From: Matthias Felleisen (matthias at ccs.neu.edu)
Date: Wed Apr 7 08:47:15 EDT 2004

It is not about incompatibilty but interpreting certain clauses
with an iron, eh, fist. For example, nothing in the report says
that a Scheme cannot evaluate left to right. Or that a Scheme
doesn't have to signal all the errors from invariant violations.
So mzscheme does such things.  -- Matthias

On Apr 6, 2004, at 11:33 PM, Bill Richter wrote:

>   For list-related administrative tasks:
>   http://list.cs.brown.edu/mailman/listinfo/plt-scheme
> Matthias Felleisen wrote very interesting and explosive stuff on
> Sun, 21 Mar 2004, and I'd like to hear a lot about this:
>    This is an extra that brings mzscheme close to safety, a property
>    that R5RS doesn't seem to care about, yet is critical for a
>    unityped ("dynamically typed", "tagged") programming language, that
>    should play a role over the next 50 years.
>    C++ is bad because its type system is unsound.  (R5RS) Scheme is
>    bad because it isn't (as) safe (as ordinary human reasoning can
>    make it).  Java and mzscheme show that these flaws don't have to be
>    an integral part of languages.
>    I'd like to thank Matthew here for showing with mzscheme that
>    Scheme is a language that is worthy of some consideration.

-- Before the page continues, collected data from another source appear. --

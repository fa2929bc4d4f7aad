// SPDX-License-Identifier: MPL-2.0
// This Source Code Form is subject to the terms of the Mozilla Public
// License, v. 2.0. If a copy of the MPL was not distributed with this
// file, You can obtain one at https://mozilla.org/MPL/2.0/.

//! Event bus for broadcasting device events.

use tokio::sync::broadcast;

use super::DeviceEvent;

/// Default channel capacity for the event bus.
const DEFAULT_CHANNEL_CAPACITY: usize = 256;

/// Event bus for broadcasting device events to multiple subscribers.
///
/// The `EventBus` uses tokio's broadcast channel so every subscriber gets
/// its own copy of each event.
///
/// # Capacity
///
/// The bus has a fixed capacity (default 256). If the channel fills up
/// because a subscriber is slow, older events are dropped for that
/// subscriber and it receives a `RecvError::Lagged`.
#[derive(Debug)]
pub struct EventBus {
    sender: broadcast::Sender<DeviceEvent>,
}

impl EventBus {
    /// Creates a new event bus with default capacity.
    #[must_use]
    pub fn new() -> Self {
        Self::with_capacity(DEFAULT_CHANNEL_CAPACITY)
    }

    /// Creates a new event bus with the specified capacity.
    #[must_use]
    pub fn with_capacity(capacity: usize) -> Self {
        let (sender, _) = broadcast::channel(capacity);
        Self { sender }
    }

    /// Subscribes to device events.
    ///
    /// Returns a receiver for all events published after the subscription
    /// is created.
    #[must_use]
    pub fn subscribe(&self) -> broadcast::Receiver<DeviceEvent> {
        self.sender.subscribe()
    }

    /// Returns the number of active subscribers.
    #[must_use]
    pub fn subscriber_count(&self) -> usize {
        self.sender.receiver_count()
    }

    /// Publishes an event to all subscribers.
    ///
    /// If there are no subscribers, the event is silently discarded.
    pub fn publish(&self, event: DeviceEvent) {
        // Ignore errors (no subscribers).
        let _ = self.sender.send(event);
    }
}

impl Default for EventBus {
    fn default() -> Self {
        Self::new()
    }
}

impl Clone for EventBus {
    fn clone(&self) -> Self {
        Self {
            sender: self.sender.clone(),
        }
    }
}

Without
>    his efforts, Scheme wouldn't deserve the attention that it still
>    gets.
> How can mzscheme become as safe as ordinary human reasoning can make
> it, by possibly departing from the standard, is this all about typing?
> I didn't follow the thread, but let me offer a comment anyway:
> Here's a pedagogical advantage to mzscheme being RnRS incompatible:
> Users could then embrace all DrScheme features, and not worry about
> compatibility.  I've been using DrScheme/PrettyBig for 1.5 years on
> some computer algebra, and I've found it very helpful.  I just started
> coding again after a long time off, so I'd forgotten everything, and
> I'm not a good programmer anyway.  Well, I found in my latest coding
> experience that I could get DrScheme to do what I wanted, and quickly.

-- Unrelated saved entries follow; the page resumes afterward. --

// SPDX-License-Identifier: MPL-2.0
// This Source Code Form is subject to the terms of the Mozilla Public
// License, v. 2.0. If a copy of the MPL was not distributed with this
// file, You can obtain one at https://mozilla.org/MPL/2.0/.

//! Bulb capability classes.
//!
//! MagicHome controllers ship in three channel layouts: plain RGB, RGB plus a
//! single warm-white channel (RGBW), and RGB plus separate warm/cool white
//! channels (RGBWW, also sold as "CCT" bulbs). The capability class is fixed
//! at device-attach time, either from a [`BulbClient`](crate::BulbClient)
//! probe or from configuration, and determines which command translations are
//! legal for the device.
//!
//! Capability is a single enum rather than per-feature flags: the three
//! layouts are mutually exclusive hardware variants, and every translator
//! branch that touches a white channel checks the class explicitly.

use std::fmt;

/// The fixed set of channels a physical bulb model supports.
///
/// # Examples
///
/// ```
/// use magichome_lib::BulbCapability;
///
/// let cap = BulbCapability::Rgbww;
/// assert!(cap.has_warm_white());
/// assert!(cap.has_cool_white());
/// assert_eq!(cap.channel_count(), 5);
///
/// let plain = BulbCapability::RgbOnly;
/// assert!(!plain.has_warm_white());
/// ```
#[derive(Debug, Clone, Copy, Default, PartialEq, Eq, Hash, serde::Serialize, serde::Deserialize)]
#[serde(rename_all = "lowercase")]
pub enum BulbCapability {
    /// Three color channels, no white channel.
    #[default]
    RgbOnly,
    /// Three color channels plus a warm-white channel.
    Rgbw,
    /// Three color channels plus warm-white and cool-white channels.
    Rgbww,
}

impl BulbCapability {
    /// Returns whether the bulb has a warm-white channel.
    #[must_use]
    pub const fn has_warm_white(&self) -> bool {
        matches!(self, Self::Rgbw | Self::Rgbww)
    }

    /// Returns whether the bulb has a cool-white channel.
    #[must_use]
    pub const fn has_cool_white(&self) -> bool {
        matches!(self, Self::Rgbww)
    }

    /// Returns whether the bulb has any white channel at all.
    #[must_use]
    pub const fn is_white_capable(&self) -> bool {
        self.has_warm_white()
    }

    /// Returns the number of controllable channels for this class.
    #[must_use]
    pub const fn channel_count(&self) -> u8 {
        match self {
            Self::RgbOnly => 3,
            Self::Rgbw => 4,
            Self::Rgbww => 5,
        }
    }

    /// Returns a short protocol-style name for logs and errors.
    #[must_use]
    pub const fn as_str(&self) -> &'static str {
        match self {
            Self::RgbOnly => "rgb",
            Self::Rgbw => "rgbw",
            Self::Rgbww => "rgbww",
        }
    }
}

impl fmt::Display for BulbCapability {
    fn fmt(&self, f: &mut fmt::Formatter<'_>) -> fmt::Result {
        write!(f, "{}", self.as_str())
    }
}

> It was under 500 lines of code, but I debugged it fast, and it was
> helpful on a Math problem (not quite solved).  I attribute my coding
> success to various features in list.ss, like filter, memf, quicksort,
> mergesort, remove, and even simple ones, like first, second, & rest.
> Well, of course I could port these up myself if I used a different
> Scheme, such as Gambit (for speed).  But I'd be a better coder if I
> was using DrScheme features I *don't* know how to port, principally
> the define-struct features.  And of course there's macros, which I
> don't know a think about yet. So it'd be helpful if I knew that
> mzscheme was fundamentally incompatible with RnRS.